Please copy out every line of the listing below in which the word "InitError" appears.
◇ ◇ ◇ ◇ ◇ ◇ ◇
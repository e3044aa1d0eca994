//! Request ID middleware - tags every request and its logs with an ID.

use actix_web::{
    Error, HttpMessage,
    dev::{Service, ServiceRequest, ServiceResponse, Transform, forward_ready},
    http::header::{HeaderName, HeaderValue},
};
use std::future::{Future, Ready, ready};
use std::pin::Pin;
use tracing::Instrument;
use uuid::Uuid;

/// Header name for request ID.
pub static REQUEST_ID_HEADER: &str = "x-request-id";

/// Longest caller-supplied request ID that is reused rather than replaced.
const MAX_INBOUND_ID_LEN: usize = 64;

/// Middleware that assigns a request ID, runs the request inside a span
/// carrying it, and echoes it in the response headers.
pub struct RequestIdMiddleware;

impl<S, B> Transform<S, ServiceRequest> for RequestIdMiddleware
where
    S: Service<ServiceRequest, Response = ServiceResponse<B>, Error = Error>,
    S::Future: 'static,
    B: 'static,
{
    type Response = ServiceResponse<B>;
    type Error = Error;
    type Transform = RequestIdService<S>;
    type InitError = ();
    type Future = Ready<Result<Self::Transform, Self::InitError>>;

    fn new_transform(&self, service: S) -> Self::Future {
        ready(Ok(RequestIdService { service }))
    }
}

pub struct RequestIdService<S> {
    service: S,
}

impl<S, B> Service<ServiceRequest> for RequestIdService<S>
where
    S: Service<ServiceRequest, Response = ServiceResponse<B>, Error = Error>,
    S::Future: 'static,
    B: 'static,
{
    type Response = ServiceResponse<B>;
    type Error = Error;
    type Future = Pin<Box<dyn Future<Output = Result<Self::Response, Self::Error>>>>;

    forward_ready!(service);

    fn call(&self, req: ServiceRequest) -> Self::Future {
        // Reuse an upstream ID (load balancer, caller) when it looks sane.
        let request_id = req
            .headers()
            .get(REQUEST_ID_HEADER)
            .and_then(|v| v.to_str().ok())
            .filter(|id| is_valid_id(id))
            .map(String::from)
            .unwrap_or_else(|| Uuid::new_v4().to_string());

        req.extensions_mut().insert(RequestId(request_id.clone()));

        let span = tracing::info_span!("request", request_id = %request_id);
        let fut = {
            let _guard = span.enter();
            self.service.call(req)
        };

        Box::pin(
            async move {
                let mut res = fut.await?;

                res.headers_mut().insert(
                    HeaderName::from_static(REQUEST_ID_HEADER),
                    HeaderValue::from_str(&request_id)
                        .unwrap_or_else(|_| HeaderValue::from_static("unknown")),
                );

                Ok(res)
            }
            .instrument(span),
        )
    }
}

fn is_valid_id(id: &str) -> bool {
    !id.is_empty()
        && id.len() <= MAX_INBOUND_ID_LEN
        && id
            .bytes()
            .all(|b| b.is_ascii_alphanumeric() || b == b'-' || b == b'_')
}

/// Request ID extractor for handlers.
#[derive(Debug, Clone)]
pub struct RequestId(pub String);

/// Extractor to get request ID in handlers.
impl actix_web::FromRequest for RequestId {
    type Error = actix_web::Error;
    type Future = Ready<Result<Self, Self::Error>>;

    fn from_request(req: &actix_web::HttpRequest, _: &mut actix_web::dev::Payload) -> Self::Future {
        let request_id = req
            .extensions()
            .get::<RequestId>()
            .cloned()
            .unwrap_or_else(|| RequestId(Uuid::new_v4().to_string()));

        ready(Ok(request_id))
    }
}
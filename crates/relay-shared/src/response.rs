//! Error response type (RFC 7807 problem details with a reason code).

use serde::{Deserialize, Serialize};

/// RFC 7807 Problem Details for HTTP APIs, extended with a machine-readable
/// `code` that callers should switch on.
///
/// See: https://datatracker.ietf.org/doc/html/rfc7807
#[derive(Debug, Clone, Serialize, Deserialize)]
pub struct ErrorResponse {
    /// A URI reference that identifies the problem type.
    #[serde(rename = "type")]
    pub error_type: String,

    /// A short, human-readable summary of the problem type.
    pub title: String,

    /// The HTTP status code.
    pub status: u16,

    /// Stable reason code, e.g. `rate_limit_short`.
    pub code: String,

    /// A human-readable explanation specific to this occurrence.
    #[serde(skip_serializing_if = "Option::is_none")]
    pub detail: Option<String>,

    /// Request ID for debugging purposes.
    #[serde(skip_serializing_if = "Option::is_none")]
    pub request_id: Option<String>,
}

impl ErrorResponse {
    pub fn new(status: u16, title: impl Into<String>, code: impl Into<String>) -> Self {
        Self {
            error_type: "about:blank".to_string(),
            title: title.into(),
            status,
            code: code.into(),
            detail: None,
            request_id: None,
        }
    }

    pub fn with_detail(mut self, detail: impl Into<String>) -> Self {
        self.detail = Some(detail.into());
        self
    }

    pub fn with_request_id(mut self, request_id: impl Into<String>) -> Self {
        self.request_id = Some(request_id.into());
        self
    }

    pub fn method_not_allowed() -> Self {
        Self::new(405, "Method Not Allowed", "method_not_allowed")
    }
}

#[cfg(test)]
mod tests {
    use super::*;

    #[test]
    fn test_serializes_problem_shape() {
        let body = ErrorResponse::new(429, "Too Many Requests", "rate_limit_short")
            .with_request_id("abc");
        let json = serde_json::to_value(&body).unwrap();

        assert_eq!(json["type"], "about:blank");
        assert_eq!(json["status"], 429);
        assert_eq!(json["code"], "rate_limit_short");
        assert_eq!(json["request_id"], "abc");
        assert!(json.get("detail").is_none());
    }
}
◇ ◇ ◇ ◇ ◇ ◇ ◇
■ Solution to this exercise
    type InitError = ();
    type Future = Ready<Result<Self::Transform, Self::InitError>>;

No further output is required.